STEVE: So why shouldn't a passphrase similarly be shielded, as well? So the idea is, if it's a physical key, that seems to cut on the other side of this issue, and you could be forced to hand that over. But the argument is, if it's something you know, then the Fifth Amendment and the Supreme Court has said you cannot be compelled, you cannot have compelled testimony of the value of that passphrase. So anyway, this is…

LEO: And this is why people become lawyers, because it's fascinating.

STEVE: Yeah, yeah. I mean, it truly is. And what's interesting is these things are not black and white. I mean, there is - the law operates in a big gray zone. And after you've had enough exposure to it, you develop an appreciation for the fact that there are hard problems that don't have an easy and obvious solution.

LEO: It's a living document. I know people want to be constructionist about the Constitution, but I don't think the founders considered encryption.

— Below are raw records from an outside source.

use std::{cell::RefCell, rc::Rc};

use gloo::events::EventListener;
use tracing::error;
use wasm_bindgen::{JsCast, JsValue};
use web_sys::{DomException, History};

use crate::{Window, WindowError};

/// A [`Window`] backed by the browser's `window` object.
///
/// Event listeners registered through this window live as long as the [`WebWindow`] does.
pub struct WebWindow {
    window: web_sys::Window,
    history: History,
    listeners: RefCell<Vec<EventListener>>,
}

impl WebWindow {
    /// Create a [`WebWindow`] for the current browsing context.
    ///
    /// Returns [`None`] outside of a browser (e.g. in a worker), or if `history` is inaccessible.
    pub fn new() -> Option<Rc<Self>> {
        let window = web_sys::window()?;
        let history = window.history().ok()?;

        Some(Rc::new(Self {
            window,
            history,
            listeners: RefCell::new(Vec::new()),
        }))
    }

    fn location(&self) -> web_sys::Location {
        self.window.location()
    }

    fn listen(&self, event: &'static str, callback: Rc<dyn Fn()>) {
        let listener = EventListener::new(&self.window, event, move |_| callback());
        self.listeners.borrow_mut().push(listener);
    }
}

impl Window for WebWindow {
    fn href(&self) -> String {
        self.location().href().unwrap_or_default()
    }

    fn pathname(&self) -> String {
        self.location()
            .pathname()
            .unwrap_or_else(|_| String::from("/"))
    }

    fn search(&self) -> String {
        self.location().search().unwrap_or_default()
    }

    fn hash(&self) -> String {
        self.location().hash().unwrap_or_default()
    }

    fn base_href(&self) -> Option<String> {
        let document = self.window.document()?;
        let base = document.query_selector("base").ok()??;
        base.get_attribute("href")
    }

    fn supports_history(&self) -> bool {
        // feature detect `pushState`, some embedded browsers ship without it
        js_sys::Reflect::has(&self.history, &JsValue::from_str("pushState")).unwrap_or(false)
    }

    fn push_state(&self, key: &str, url: &str) -> Result<(), WindowError> {
        self.history
            .push_state_with_url(&state_of(key), "", Some(url))
            .map_err(window_error)
    }

    fn replace_state(&self, key: &str, url: &str) -> Result<(), WindowError> {
        self.history
            .replace_state_with_url(&state_of(key), "", Some(url))
            .map_err(window_error)
    }

    fn state_key(&self) -> Option<String> {
        let state = self.history.state().ok()?;
        if !state.is_object() {
            return None;
        }
        js_sys::Reflect::get(&state, &JsValue::from_str("key"))
            .ok()?
            .as_string()
    }

    fn assign(&self, url: &str) {
        if let Err(e) = self.location().assign(url) {
            error!("failed to navigate to {url}: {e:?}");
        }
    }

    fn replace(&self, url: &str) {
        if let Err(e) = self.location().replace(url) {
            error!("failed to replace the page with {url}: {e:?}");
        }
    }

    fn set_hash(&self, hash: &str) {
        if let Err(e) = self.location().set_hash(hash) {
            error!("failed to set the fragment to {hash}: {e:?}");
        }
    }

    fn go(&self, delta: isize) {
        if let Err(e) = self.history.go_with_delta(delta as i32) {
            error!("failed to traverse history by {delta}: {e:?}");
        }
    }

    fn now(&self) -> f64 {
        js_sys::Date::now()
    }

    fn on_pop_state(&self, callback: Rc<dyn Fn()>) {
        self.listen("popstate", callback);
    }

    fn on_hash_change(&self, callback: Rc<dyn Fn()>) {
        self.listen("hashchange", callback);
    }
}

fn state_of(key: &str) -> JsValue {
    let state = js_sys::Object::new();
    if let Err(e) = js_sys::Reflect::set(&state, &JsValue::from_str("key"), &JsValue::from_str(key))
    {
        error!("failed to build history state: {e:?}");
    }
    state.into()
}

fn window_error(value: JsValue) -> WindowError {
    match value.dyn_ref::<DomException>() {
        Some(e) if e.name() == "QuotaExceededError" => WindowError::QuotaExceeded,
        Some(e) => WindowError::Host(e.message()),
        None => WindowError::Host(format!("{value:?}")),
    }
}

STEVE: Right. No. And in fact, that's one of our problems, of course, is that our beloved Constitution is creaky compared to the challenges that it's being given these days. But there was another thing that we talked about some years ago on the podcast, about the issue of warrantless GPS tracking. And the U.S. Supreme Court has just ruled that GPS tracking of a vehicle requires a warrant.

LEO: That we were happy about. That was - we talked about this case; right?

STEVE: Not you and I, but maybe on…

LEO: Oh, another show.

STEVE: …one of the other podcasts, yeah. There's a guy, Antoine Jones. The U.S. Department of Justice had argued that Jones had “no reasonable expectation of privacy.” So that was their phraseology for their ability to put a tracking device on his car. He had no reasonable expectation of privacy. But in a unanimous decision - which says, whoa, okay, everybody, when does that happen - in a unanimous decision the U.S. Supreme Court said that U.S. law enforcement agents need to obtain court-approved warrants before tracking suspects using GPS devices.

The decision rejects arguments from the U.S. Department of Justice that a four-week-long warrantless GPS tracking of a suspect's vehicle was within the law. The decision upholds a U.S. Court of Appeals decision that overturned the conviction of this Antoine Jones. Justice Scalia wrote, “We hold that the government's installation of a GPS device on a target's vehicle, and its use of that device to monitor the vehicle's movements, constitutes a 'search.'”

LEO: As I remember - now, maybe it was on This Week in Law. I can't remember where we had this discussion. But as I remember, the question was - because the car was, I think, in his garage. And the question was whether they had the right - there's no question they can go into his…

STEVE: To sneak in?

LEO: To sneak in. And whether his car, whether they had the right to access his vehicle.

STEVE: Yeah, I think this is broader. Scalia is saying that the use of a device to monitor the vehicle's movements…

LEO: Of any kind.

STEVE: …is a search. So it falls under the warrant requirement for searches.

LEO: Very interesting.

STEVE: Which is really good news, yeah.

LEO: And it seems like it's completely the opposite of this other ruling, this PGP ruling.

STEVE: I know.

LEO: The problem is that the language - I was just looking at the Fifth Amendment of the Constitution. And the language isn't - it's antiquated. And so it's going to take interpretation.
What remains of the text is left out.